# [What you will do]
Beginning with the first line of the material, set down each line exactly as written, up to and including the line with "distributed with this".

[Opening Data for analysis section]

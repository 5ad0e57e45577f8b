/*
 * Copyright (c) godot-rust; Bromeon and contributors.
 * This Source Code Form is subject to the terms of the Mozilla Public
 * License, v. 2.0. If a copy of the MPL was not distributed with this
 * file, You can obtain one at https://mozilla.org/MPL/2.0/.
 */

//! Types and traits related to objects.
//!
//! The most important symbols in this module are:
//! * [`GodotClass`], which is implemented for every class that the engine can work with (either engine- or user-provided).
//! * [`Gd`], a smart pointer that manages instances of engine classes.

mod base;
mod gd;
mod guards;
mod instance_id;
mod raw_object;
mod traits;

pub mod bounds;

pub use base::*;
pub use gd::*;
pub use guards::{GdMut, GdRef};
pub use instance_id::*;
pub use raw_object::RawObject;
pub use traits::*;

pub use crate::sys::Ownership;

[Closing Data for analysis section]

# [Task result]
repository 5ad0e57e45577f8b
/*
 * Copyright (c) godot-rust; Bromeon and contributors.
 * This Source Code Form is subject to the terms of the Mozilla Public
 * License, v. 2.0. If a copy of the MPL was not distributed with this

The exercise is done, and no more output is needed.